(Saved entries)
***
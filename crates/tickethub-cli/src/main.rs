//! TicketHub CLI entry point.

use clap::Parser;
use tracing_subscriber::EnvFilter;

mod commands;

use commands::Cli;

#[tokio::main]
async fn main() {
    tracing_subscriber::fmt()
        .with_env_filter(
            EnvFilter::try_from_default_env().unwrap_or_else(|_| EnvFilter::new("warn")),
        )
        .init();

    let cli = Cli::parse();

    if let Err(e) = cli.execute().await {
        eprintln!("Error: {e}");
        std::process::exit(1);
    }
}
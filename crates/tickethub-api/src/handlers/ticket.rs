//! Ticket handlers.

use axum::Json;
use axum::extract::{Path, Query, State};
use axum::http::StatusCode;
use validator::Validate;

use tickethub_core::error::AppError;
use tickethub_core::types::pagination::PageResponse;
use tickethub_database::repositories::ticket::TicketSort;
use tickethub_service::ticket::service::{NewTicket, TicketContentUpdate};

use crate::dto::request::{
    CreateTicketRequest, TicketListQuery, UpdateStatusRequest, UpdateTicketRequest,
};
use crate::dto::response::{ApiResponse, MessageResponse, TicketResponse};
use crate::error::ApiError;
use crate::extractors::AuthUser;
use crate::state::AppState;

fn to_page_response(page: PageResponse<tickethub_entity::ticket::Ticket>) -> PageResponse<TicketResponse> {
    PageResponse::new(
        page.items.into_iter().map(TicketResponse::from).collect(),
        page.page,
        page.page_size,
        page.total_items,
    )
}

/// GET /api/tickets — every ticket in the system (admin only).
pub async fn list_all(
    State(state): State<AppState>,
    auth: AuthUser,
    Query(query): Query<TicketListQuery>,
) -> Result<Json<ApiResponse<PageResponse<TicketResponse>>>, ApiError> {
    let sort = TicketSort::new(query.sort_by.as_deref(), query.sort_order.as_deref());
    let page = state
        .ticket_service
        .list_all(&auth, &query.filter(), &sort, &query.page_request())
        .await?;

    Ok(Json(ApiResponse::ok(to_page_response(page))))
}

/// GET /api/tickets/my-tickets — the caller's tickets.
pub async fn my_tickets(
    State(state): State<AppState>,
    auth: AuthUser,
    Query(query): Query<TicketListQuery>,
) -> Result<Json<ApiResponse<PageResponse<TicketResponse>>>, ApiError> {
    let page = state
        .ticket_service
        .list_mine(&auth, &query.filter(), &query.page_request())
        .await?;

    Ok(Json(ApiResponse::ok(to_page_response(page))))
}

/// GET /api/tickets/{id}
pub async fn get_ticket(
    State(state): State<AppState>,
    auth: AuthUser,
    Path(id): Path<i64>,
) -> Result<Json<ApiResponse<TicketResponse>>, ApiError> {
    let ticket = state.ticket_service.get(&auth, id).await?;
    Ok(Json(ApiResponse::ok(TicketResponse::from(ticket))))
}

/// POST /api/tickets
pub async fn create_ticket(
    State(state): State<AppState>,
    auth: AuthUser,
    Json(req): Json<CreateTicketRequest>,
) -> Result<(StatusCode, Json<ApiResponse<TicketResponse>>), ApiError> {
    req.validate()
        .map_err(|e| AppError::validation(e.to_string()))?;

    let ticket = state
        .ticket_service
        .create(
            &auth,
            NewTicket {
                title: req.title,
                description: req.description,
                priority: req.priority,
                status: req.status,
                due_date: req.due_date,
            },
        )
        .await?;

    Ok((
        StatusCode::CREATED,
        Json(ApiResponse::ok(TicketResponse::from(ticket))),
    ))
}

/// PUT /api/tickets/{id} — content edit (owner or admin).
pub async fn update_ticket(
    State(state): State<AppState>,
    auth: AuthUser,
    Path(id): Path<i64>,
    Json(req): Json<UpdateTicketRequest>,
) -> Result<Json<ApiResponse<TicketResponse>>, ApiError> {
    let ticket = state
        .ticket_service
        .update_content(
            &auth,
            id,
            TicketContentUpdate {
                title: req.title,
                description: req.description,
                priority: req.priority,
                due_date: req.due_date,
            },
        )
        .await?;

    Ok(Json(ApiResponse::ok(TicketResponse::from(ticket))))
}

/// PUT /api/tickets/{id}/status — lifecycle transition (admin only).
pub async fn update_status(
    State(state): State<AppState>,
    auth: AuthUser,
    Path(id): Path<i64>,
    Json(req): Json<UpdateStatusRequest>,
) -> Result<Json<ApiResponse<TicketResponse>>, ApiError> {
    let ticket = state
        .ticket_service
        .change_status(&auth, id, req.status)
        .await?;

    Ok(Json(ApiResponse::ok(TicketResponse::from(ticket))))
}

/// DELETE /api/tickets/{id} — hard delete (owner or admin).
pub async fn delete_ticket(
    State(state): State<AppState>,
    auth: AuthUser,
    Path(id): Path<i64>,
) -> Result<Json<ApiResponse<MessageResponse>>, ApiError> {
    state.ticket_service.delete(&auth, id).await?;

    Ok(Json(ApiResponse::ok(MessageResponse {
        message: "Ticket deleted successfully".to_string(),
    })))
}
***
* [WHAT THIS TASK INVOLVES]: Report, as a bare number, how many lines above contain the string "CreateTicketRequest".

* [RESPONSE]: 2